2. The right of prior use shall entitle the third person to exploit the design for the purposes for which its use had been effected, or for which serious and effective preparations had been made, before the filing or priority date of the registered Community design.
3. The right of prior use shall not extend to granting a licence to another person to exploit the design.
4. The right of prior use cannot be transferred except, where the third person is a business, along with that part of the business in the course of which the act was done or the preparations were made.
Article 25
Grounds for invalidity
1. A Community design may be declared invalid only in the following cases:
(a) if the design does not correspond to the definition under Article 3(a);
(b) if it does not fulfil the requirements of Articles 4 to 9.
(c) …..
6. A registered Community design which has been declared invalid pursuant to paragraph (1)(b), (e), (f) or (g) may be maintained in an amended form, if in that form it complies with the requirements for protection and the identity of the design is retained. ‘Maintenance’ in an amended form may include registration accompanied by a partial disclaimer by the holder of the registered Community design or entry in the register of a court decision or a decision by the Office declaring the partial invalidity of the registered Community design.
TITLE IV
APPLICATION FOR A REGISTERED COMMUNITY DESIGN
Section 1
Filing of applications and the conditions which govern them
Article 36
Conditions with which applications must comply
1. An application for a registered Community design shall contain:
(a) a request for registration;
(b) information identifying the applicant;
(c) a representation of the design suitable for reproduction.
However, if the object of the application is a two-dimensional design and the application contains a request for deferment of publication in accordance with Article 50, the representation of the design may be replaced by a specimen.

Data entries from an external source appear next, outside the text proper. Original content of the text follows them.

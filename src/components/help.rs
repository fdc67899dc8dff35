use ratatui::{
    buffer::Buffer,
    layout::Rect,
    style::{Modifier, Style},
    text::{Line, Span},
    widgets::{Block, Borders, Clear, Widget},
};

use crate::components::dialog::centered_rect;
use crate::theme::ThemeColors;

/// `(key, description)` for one binding.
type KeyEntry = (&'static str, &'static str);

/// A category of keybindings.
struct KeyCategory {
    name: &'static str,
    entries: &'static [KeyEntry],
}

const NAVIGATION_KEYS: &[KeyEntry] = &[
    ("j / ↓", "Move down (one row of cells in grid view)"),
    ("k / ↑", "Move up"),
    ("h / l", "Grid: previous / next cell"),
    ("g / Home", "Jump to first item"),
    ("G / End", "Jump to last item"),
    ("PgUp / PgDn", "Page up / page down"),
    ("Enter", "Open folder / show file details"),
    ("Backspace", "Go to parent folder"),
    ("l / →", "List: open folder, Tree: expand"),
    ("h / ←", "List: parent folder, Tree: collapse"),
    ("L", "Tree: reload folder"),
    ("v", "Cycle view (grid → list → tree)"),
    ("s", "Cycle sort (name → created → updated)"),
    ("R / F5", "Refresh"),
];

const SELECTION_KEYS: &[KeyEntry] = &[
    ("Space", "Toggle item"),
    ("J / K", "Extend selection down / up"),
    ("a / Ctrl+A", "Select all"),
    ("Esc", "Clear selection"),
    ("Click", "Select item"),
    ("Ctrl+Click", "Add / remove item"),
    ("Shift+Click", "Select range"),
    ("Drag", "Box-select items"),
    ("Double-click", "Open"),
];

const ACTION_KEYS: &[KeyEntry] = &[
    ("Tab / Right-click", "Context menu"),
    ("n", "New folder"),
    ("r / F2", "Rename"),
    ("m", "Move to…"),
    ("y", "Copy to…"),
    ("d / Delete", "Delete"),
    ("c", "Add comment"),
    ("i", "Change folder icon"),
    ("D", "Details"),
];

const ADDRESS_KEYS: &[KeyEntry] = &[
    ("e / Ctrl+L", "Edit path"),
    ("Ctrl+F", "Search"),
    ("Enter", "Go to path / run search"),
    ("Esc", "Back to breadcrumbs"),
    ("/", "Filter current listing"),
];

const GENERAL_KEYS: &[KeyEntry] = &[
    ("?", "Toggle this help overlay"),
    ("q", "Quit"),
    ("Ctrl+C", "Quit"),
];

const CATEGORIES: &[KeyCategory] = &[
    KeyCategory {
        name: "Navigation",
        entries: NAVIGATION_KEYS,
    },
    KeyCategory {
        name: "Selection",
        entries: SELECTION_KEYS,
    },
    KeyCategory {
        name: "Item Actions",
        entries: ACTION_KEYS,
    },
    KeyCategory {
        name: "Address Bar & Filter",
        entries: ADDRESS_KEYS,
    },
    KeyCategory {
        name: "General",
        entries: GENERAL_KEYS,
    },
];

/// Help overlay widget showing all keybindings.
pub struct HelpOverlay<'a> {
    theme: &'a ThemeColors,
    scroll_offset: usize,
}

impl<'a> HelpOverlay<'a> {
    pub fn new(theme: &'a ThemeColors, scroll_offset: usize) -> Self {
        Self {
            theme,
            scroll_offset,
        }
    }

    /// Build all the lines for the help content.
    fn build_content_lines(&self) -> Vec<Line<'static>> {
        let mut lines: Vec<Line<'static>> = Vec::new();

        // Title
        lines.push(Line::from(vec![Span::styled(
            " Keybinding Reference ",
            Style::default()
                .fg(self.theme.accent_fg)
                .add_modifier(Modifier::BOLD),
        )]));
        lines.push(Line::from(""));

        for category in CATEGORIES {
            // Category header
            lines.push(Line::from(vec![
                Span::styled(
                    format!("── {} ", category.name),
                    Style::default()
                        .fg(self.theme.accent_fg)
                        .add_modifier(Modifier::BOLD),
                ),
                Span::styled("─".repeat(40), Style::default().fg(self.theme.dim_fg)),
            ]));

            for (key, description) in category.entries {
                let key_width = 20;
                let key_padded = format!("  {:<width$}", key, width = key_width);
                lines.push(Line::from(vec![
                    Span::styled(
                        key_padded,
                        Style::default()
                            .fg(self.theme.warning_fg)
                            .add_modifier(Modifier::BOLD),
                    ),
                    Span::styled(
                        description.to_string(),
                        Style::default().fg(self.theme.file_fg),
                    ),
                ]));
            }

            lines.push(Line::from(""));
        }

        // Footer
        lines.push(Line::from(vec![Span::styled(
            " Press ? or Esc to close ",
            Style::default().fg(self.theme.dim_fg),
        )]));

        lines
    }

    /// Get total number of content lines (for scroll bounds).
    pub fn total_lines() -> usize {
        let mut count = 2; // title + blank
        for category in CATEGORIES {
            count += 1; // header
            count += category.entries.len();
            count += 1; // blank separator
        }
        count += 1; // footer
        count
    }
}

impl Widget for HelpOverlay<'_> {
    fn render(self, area: Rect, buf: &mut Buffer) {
        let overlay_width = (area.width as f32 * 0.70).min(80.0) as u16;
        let overlay_height = (area.height as f32 * 0.80).min(50.0) as u16;
        let overlay_area = centered_rect(overlay_width, overlay_height, area);
        Clear.render(overlay_area, buf);

        let block = Block::default()
            .title(" Help ")
            .borders(Borders::ALL)
            .border_style(Style::default().fg(self.theme.border_focused_fg))
            .style(Style::default().bg(self.theme.dialog_bg));

        let inner = block.inner(overlay_area);
        block.render(overlay_area, buf);

        let content_lines = self.build_content_lines();
        let visible_height = inner.height as usize;

        let scroll = self
            .scroll_offset
            .min(content_lines.len().saturating_sub(visible_height));

        for (i, line) in content_lines
            .iter()
            .skip(scroll)
            .take(visible_height)
            .enumerate()
        {
            let line_y = inner.y + i as u16;
            if line_y >= inner.y + inner.height {
                break;
            }
            buf.set_line(inner.x + 1, line_y, line, inner.width.saturating_sub(2));
        }

        // Draw scroll indicator if content overflows
        if content_lines.len() > visible_height {
            let total = content_lines.len();
            let indicator = format!(" {}/{} ", (scroll + 1).min(total), total);
            let ind_span = Span::styled(indicator, Style::default().fg(self.theme.dim_fg));
            let ind_x = overlay_area.x
                + overlay_area
                    .width
                    .saturating_sub(ind_span.width() as u16 + 1);
            let ind_y = overlay_area.y + overlay_area.height - 1;
            buf.set_span(ind_x, ind_y, &ind_span, ind_span.width() as u16);
        }
    }
}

2. The application shall further contain an indication of the products in which the design is intended to be incorporated or to which it is intended to be applied.
3. In addition, the application may contain:
(a) a description explaining the representation or the specimen;
(b) a request for deferment of publication of the registration in accordance with Article 50;
(c) information identifying the representative if the applicant has appointed one;
(d) the classification of the products in which the design is intended to be incorporated or to which it is intended to be applied according to class;
(e) the citation of the designer or of the team of designers or a statement under the applicant's responsibility that the designer or the team of designers has waived the right to be cited.
4. The application shall be subject to the payment of the registration fee and the publication fee. Where a request for deferment under paragraph 3(b) is filed, the publication fee shall be replaced by the fee for deferment of publication.
5. The application shall comply with the conditions laid down in the implementing regulation.
6. The information contained in the elements mentioned in paragraph 2 and in paragraph 3(a) and (d) shall not affect the scope of protection of the design as such.